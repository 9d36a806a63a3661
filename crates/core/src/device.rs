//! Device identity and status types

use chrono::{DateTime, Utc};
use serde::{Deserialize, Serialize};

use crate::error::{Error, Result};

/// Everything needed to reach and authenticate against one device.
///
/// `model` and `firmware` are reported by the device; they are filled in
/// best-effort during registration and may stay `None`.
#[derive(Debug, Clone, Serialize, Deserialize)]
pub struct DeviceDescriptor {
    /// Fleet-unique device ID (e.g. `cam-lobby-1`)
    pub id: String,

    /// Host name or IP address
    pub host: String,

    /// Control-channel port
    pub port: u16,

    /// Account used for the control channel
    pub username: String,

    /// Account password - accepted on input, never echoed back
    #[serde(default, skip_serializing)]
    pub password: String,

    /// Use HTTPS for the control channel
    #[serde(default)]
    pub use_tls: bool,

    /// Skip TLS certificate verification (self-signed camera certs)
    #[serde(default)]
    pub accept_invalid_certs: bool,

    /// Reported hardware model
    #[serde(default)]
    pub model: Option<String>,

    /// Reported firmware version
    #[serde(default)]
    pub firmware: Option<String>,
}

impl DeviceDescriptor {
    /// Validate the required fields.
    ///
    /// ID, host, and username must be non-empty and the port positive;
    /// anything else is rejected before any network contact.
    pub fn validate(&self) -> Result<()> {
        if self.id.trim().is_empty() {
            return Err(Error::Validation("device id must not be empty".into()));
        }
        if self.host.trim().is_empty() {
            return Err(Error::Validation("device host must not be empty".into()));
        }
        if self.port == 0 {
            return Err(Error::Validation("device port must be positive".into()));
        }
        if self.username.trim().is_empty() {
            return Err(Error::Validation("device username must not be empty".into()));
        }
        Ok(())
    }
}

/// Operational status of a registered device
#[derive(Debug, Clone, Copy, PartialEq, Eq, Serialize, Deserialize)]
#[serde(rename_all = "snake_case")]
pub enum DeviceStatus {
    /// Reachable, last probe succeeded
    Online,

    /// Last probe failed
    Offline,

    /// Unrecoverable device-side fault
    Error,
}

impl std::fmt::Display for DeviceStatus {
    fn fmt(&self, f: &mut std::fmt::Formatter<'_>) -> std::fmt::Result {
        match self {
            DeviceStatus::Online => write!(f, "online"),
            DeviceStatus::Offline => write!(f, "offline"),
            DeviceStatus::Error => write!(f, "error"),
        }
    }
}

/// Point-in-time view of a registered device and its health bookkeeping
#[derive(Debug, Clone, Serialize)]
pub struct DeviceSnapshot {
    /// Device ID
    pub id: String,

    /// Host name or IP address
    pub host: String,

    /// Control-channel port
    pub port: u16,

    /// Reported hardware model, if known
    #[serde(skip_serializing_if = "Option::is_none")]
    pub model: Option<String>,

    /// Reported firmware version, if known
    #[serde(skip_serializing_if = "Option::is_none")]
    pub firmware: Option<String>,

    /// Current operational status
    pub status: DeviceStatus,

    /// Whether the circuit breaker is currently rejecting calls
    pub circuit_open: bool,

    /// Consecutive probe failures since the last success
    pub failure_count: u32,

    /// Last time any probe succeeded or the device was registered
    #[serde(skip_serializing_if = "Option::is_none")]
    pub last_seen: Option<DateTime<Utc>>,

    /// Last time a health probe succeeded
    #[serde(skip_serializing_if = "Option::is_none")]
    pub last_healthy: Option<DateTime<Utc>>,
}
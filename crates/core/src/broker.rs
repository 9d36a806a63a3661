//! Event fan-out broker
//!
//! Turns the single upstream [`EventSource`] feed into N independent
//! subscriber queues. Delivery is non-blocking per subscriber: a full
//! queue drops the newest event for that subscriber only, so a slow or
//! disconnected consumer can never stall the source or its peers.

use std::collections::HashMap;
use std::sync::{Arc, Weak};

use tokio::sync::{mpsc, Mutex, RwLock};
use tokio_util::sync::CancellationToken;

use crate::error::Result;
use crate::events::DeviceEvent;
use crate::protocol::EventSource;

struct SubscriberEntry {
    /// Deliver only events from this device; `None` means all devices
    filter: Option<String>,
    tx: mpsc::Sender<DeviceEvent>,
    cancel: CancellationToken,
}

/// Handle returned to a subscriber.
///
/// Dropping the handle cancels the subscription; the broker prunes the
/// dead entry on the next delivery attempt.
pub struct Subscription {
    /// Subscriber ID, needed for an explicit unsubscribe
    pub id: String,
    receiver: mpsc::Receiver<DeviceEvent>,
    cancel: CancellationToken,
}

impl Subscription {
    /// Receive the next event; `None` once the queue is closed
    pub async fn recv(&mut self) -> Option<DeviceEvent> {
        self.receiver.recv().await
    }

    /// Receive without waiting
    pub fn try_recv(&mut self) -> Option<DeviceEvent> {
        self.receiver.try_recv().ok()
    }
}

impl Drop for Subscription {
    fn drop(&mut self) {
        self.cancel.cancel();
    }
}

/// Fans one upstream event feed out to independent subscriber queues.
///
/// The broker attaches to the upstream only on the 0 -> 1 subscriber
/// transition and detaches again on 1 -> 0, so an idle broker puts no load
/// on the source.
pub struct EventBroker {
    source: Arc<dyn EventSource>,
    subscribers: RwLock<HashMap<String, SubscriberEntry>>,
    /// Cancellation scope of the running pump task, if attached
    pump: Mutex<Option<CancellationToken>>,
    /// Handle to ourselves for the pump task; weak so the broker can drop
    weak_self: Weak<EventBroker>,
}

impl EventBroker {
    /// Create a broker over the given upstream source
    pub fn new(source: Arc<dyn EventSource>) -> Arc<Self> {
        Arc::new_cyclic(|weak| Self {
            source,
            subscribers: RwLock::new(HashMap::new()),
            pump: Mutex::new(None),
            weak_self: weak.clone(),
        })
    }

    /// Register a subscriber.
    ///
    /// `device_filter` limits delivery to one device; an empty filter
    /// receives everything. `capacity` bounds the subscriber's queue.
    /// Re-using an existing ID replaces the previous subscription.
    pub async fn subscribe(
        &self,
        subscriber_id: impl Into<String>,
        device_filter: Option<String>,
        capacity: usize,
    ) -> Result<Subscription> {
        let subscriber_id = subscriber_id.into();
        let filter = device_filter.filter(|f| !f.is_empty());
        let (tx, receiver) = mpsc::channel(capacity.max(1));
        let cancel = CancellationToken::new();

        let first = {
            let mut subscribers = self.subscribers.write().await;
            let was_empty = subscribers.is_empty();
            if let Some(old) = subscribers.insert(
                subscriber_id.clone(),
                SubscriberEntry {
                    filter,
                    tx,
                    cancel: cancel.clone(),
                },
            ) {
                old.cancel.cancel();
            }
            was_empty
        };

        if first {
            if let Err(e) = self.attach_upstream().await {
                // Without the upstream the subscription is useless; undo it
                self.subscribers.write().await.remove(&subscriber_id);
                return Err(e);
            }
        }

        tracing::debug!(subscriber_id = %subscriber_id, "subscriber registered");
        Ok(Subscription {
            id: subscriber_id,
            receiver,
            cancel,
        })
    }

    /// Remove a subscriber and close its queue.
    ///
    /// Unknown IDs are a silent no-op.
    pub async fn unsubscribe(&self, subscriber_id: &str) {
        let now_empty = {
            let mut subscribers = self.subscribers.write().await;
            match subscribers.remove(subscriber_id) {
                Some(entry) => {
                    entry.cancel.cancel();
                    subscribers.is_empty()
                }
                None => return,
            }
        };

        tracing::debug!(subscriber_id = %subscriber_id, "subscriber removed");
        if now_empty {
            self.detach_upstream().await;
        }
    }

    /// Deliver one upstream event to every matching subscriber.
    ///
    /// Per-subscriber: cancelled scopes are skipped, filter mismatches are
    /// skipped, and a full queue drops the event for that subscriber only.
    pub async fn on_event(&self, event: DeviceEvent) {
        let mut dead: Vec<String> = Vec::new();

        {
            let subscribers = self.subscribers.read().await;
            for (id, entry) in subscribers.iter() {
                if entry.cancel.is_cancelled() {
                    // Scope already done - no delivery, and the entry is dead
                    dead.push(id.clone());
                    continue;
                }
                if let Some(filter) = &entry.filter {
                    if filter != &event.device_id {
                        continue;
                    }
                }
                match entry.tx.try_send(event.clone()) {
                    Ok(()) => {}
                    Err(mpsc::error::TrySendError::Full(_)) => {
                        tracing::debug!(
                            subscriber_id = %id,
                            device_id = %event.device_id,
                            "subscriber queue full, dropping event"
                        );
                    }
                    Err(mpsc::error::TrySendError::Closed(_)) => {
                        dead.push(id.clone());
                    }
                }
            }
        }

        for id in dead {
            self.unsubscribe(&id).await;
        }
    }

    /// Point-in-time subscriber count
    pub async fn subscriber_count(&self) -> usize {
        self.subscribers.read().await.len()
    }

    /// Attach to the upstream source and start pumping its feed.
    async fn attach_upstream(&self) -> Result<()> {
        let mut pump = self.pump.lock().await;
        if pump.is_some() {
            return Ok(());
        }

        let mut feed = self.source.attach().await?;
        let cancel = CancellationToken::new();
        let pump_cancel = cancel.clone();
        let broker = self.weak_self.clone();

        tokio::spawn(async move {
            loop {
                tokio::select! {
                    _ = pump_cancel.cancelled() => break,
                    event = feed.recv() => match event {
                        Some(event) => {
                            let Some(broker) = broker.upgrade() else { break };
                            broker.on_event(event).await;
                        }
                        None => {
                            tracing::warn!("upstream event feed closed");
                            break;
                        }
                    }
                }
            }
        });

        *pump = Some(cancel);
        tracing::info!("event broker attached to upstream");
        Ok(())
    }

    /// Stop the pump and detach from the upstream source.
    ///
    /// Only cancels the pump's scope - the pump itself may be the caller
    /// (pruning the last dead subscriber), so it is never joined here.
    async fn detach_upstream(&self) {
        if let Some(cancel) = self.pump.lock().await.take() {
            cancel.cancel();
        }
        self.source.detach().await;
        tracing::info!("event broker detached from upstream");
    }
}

§

> **What the task asks**
Every line above that includes the string "Online" needs to be copied.

> **Task output**
    Online,
            DeviceStatus::Online => write!(f, "online"),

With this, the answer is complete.